Déjà la semaine dernière, des manifestations pacifiques sporadiques avaient dénoncé la hausse des prix et un budget d’austérité prévoyant entre autres des augmentations d’impôts. Depuis lundi, d’autres troubles sociaux ont été enregistrés dans le pays, sept ans après le début du Printemps arabe, avec une révolution qui réclamait travail et dignité, et avait fait tomber le dictateur Zine al-Abidine Ben Ali.

Lors d’une visite mercredi à el-Battan, près de Tebourba, le Premier ministre Youssef Chahed a condamné les actes de « vandalisme » qui, selon lui, « servent les intérêts des réseaux de corruption pour affaiblir l’État ». Il a pointé du doigt le Front populaire, un parti de gauche opposé au budget.

Dans la nuit de mardi à mercredi, 49 policiers ont été blessés, 237 personnes arrêtées et des fourrières ont été attaquées lors des troubles, a indiqué le ministère de l’Intérieur, en accusant des casseurs d’avoir été payés par des meneurs politiques. Aucun bilan d’éventuels blessés parmi les protestataires n’a pu être obtenu auprès des autorités.

Des jeunes « déçus » par la révolution

« Il y a des actes de pillage et de vol, mais aussi un message politique de la part d’un pan de la population qui n’a plus rien à perdre », estime le politologue Selim Kharrat, soulignant que nombre de symboles de l’État ont été pris pour cible. L’armée a été déployée autour de banques, bureaux de postes et autres bâtiments gouvernementaux sensibles dans les principales villes du pays, selon le ministère de la Défense.

Pour la politologue Olfa Lamloum, « la nouvelle loi de finances est la goutte d’eau qui fait déborder le vase ». « Les jeunes sont déçus par rapport à la révolution, surtout à cause de la cherté de la vie », dit-elle, soulignant « l’approfondissement des inégalités sociales mis en évidence par les statistiques officielles » – hausse du taux de pauvreté, du chômage et de l’illettrisme chez les jeunes notamment.

Les protestations nocturnes ont été émaillées de violences. Un supermarché de la banlieue sud de Tunis a été pillé, mardi, par des jeunes qui ont volé argent et marchandises, selon Mohamed Baccouche, directeur adjoint d’exploitation du groupe français de distribution Carrefour.

Tentation autoritaire?

Si la Tunisie, unique pays rescapé du Printemps arabe, est parvenue jusque-là à faire avancer sa transition démocratique, elle reste engluée dans la morosité économique et sociale. Dans ce contexte, un centre de réflexion, l’International Crisis Group (ICG), met en garde contre le risque de dérives autoritaires, et contre la tentation d’un retour à un régime dur.

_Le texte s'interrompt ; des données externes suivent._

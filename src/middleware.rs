use rocket::fairing::{Fairing, Info, Kind};
use rocket::http::Header;
use rocket::request::Request;
use rocket::{Data, Response};
use std::time::Instant;
use tracing::{error, info, warn};
use uuid::Uuid;

pub const REQUEST_ID_HEADER: &str = "X-Request-Id";

/// Correlates the log lines of one request. A caller may supply its own id in
/// `X-Request-Id` as long as it is a UUID; otherwise a fresh one is issued.
#[derive(Debug, Clone, PartialEq)]
pub struct RequestId(pub String);

impl RequestId {
    pub fn new() -> Self {
        RequestId(Uuid::new_v4().to_string())
    }

    fn from_header(value: Option<&str>) -> Self {
        value
            .and_then(|raw| Uuid::parse_str(raw.trim()).ok())
            .map(|id| RequestId(id.to_string()))
            .unwrap_or_default()
    }

    /// The id assigned by [`RequestTracing`], or `"unknown"` if the fairing
    /// did not run for this request.
    pub fn of(request: &Request<'_>) -> String {
        request
            .local_cache(|| None::<RequestId>)
            .as_ref()
            .map(|id| id.0.clone())
            .unwrap_or_else(|| "unknown".to_string())
    }
}

impl Default for RequestId {
    fn default() -> Self {
        Self::new()
    }
}

#[derive(Clone, Copy)]
struct RequestStart(Instant);

/// Tags every request with a [`RequestId`] and logs its outcome and latency.
pub struct RequestTracing;

#[rocket::async_trait]
impl Fairing for RequestTracing {
    fn info(&self) -> Info {
        Info {
            name: "Request Tracing",
            kind: Kind::Request | Kind::Response,
        }
    }

    async fn on_request(&self, request: &mut Request<'_>, _: &mut Data<'_>) {
        let request_id = RequestId::from_header(request.headers().get_one(REQUEST_ID_HEADER));
        request.local_cache(|| Some(request_id.clone()));
        request.local_cache(|| Some(RequestStart(Instant::now())));

        info!(request_id = %request_id.0, method = %request.method(), uri = %request.uri(), "request received");
    }

    async fn on_response<'r>(&self, request: &'r Request<'_>, response: &mut Response<'r>) {
        let request_id = RequestId::of(request);
        let elapsed_ms = request
            .local_cache(|| None::<RequestStart>)
            .map(|start| start.0.elapsed().as_millis())
            .unwrap_or_default();

        response.set_header(Header::new(REQUEST_ID_HEADER, request_id.clone()));
        response.set_header(Header::new("X-Content-Type-Options", "nosniff"));

        let status = response.status();
        let method = request.method();
        let uri = request.uri();

        if status.class().is_server_error() {
            error!(request_id = %request_id, %method, %uri, status = status.code, elapsed_ms, "request failed on the server");
        } else if status.class().is_client_error() {
            warn!(request_id = %request_id, %method, %uri, status = status.code, elapsed_ms, "request rejected");
        } else {
            info!(request_id = %request_id, %method, %uri, status = status.code, elapsed_ms, "request handled");
        }
    }
}

#[cfg(test)]
mod tests {
    use super::*;
    use crate::test_utils::TestFixture;
    use rocket::http::Status;

    #[test]
    fn test_request_ids_are_unique_uuids() {
        let first = RequestId::new();
        let second = RequestId::new();
        assert!(Uuid::parse_str(&first.0).is_ok());
        assert_ne!(first, second);
    }

    #[test]
    fn test_caller_supplied_uuid_is_kept() {
        let supplied = Uuid::new_v4().to_string();
        assert_eq!(RequestId::from_header(Some(supplied.as_str())).0, supplied);
    }

    #[test]
    fn test_non_uuid_header_is_replaced() {
        let id = RequestId::from_header(Some("<script>"));
        assert_ne!(id.0, "<script>");
        assert!(Uuid::parse_str(&id.0).is_ok());
    }

    #[rocket::async_test]
    async fn test_responses_carry_request_id() {
        let fixture = TestFixture::start().await;
        let first = fixture.get("/api/health").await;
        let first_id = first.headers().get_one(REQUEST_ID_HEADER).map(str::to_string);
        assert!(first_id.as_deref().is_some_and(|id| Uuid::parse_str(id).is_ok()));
        assert_eq!(first.headers().get_one("X-Content-Type-Options"), Some("nosniff"));

        let second = fixture.get("/api/ideas/forsession/500").await;
        assert_eq!(second.status(), Status::NotFound);
        assert_ne!(second.headers().get_one(REQUEST_ID_HEADER).map(str::to_string), first_id);
    }

    #[rocket::async_test]
    async fn test_supplied_request_id_is_echoed_on_errors() {
        let fixture = TestFixture::start().await;
        let supplied = Uuid::new_v4().to_string();

        let response = fixture
            .client
            .get("/api/ideas/forsession/500")
            .header(Header::new(REQUEST_ID_HEADER, supplied.clone()))
            .dispatch()
            .await;

        assert_eq!(response.status(), Status::NotFound);
        assert_eq!(response.headers().get_one(REQUEST_ID_HEADER), Some(supplied.as_str()));
    }
}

« La classe politique n’a pas encore cédé à cette tentation autoritaire », mais « dans un contexte de marasme économique, la nostalgie d’un État fort, à l’image de celui que l’ancien régime prétendait défendre, se répand », écrit ce think tank, dans un rapport publié jeudi.

Après plusieurs années de marasme économique et d’embauches massives dans la fonction publique, le pays est confronté à d’importantes difficultés financières. L’inflation a dépassé les 6% fin 2017, tandis que dette et déficit commercial atteignent des niveaux inquiétants. Tunis a obtenu en 2016 une nouvelle ligne de crédits du Fonds monétaire international (FMI), d’un montant de 2,4 milliards d’euros sur quatre ans, en échange d’un programme visant à réduire les déficits.

Les militants de la campagne « Fech Nestannew » (Qu’est-ce qu’on attend, ndlr) lancée en début d’année contre les hausses de prix, ont appelé à manifester massivement vendredi. Ils réclament une révision de la loi de finances, qui a augmenté la TVA et créé différentes autres taxes, ainsi qu’une meilleure couverture sociale pour les familles en difficulté et une lutte plus efficace contre la corruption. Dans un communiqué, la centrale syndicale UGTT a appelé à un rassemblement dimanche devant son siège à Tunis, pour la commémoration du 7e anniversaire de la révolution de 2011.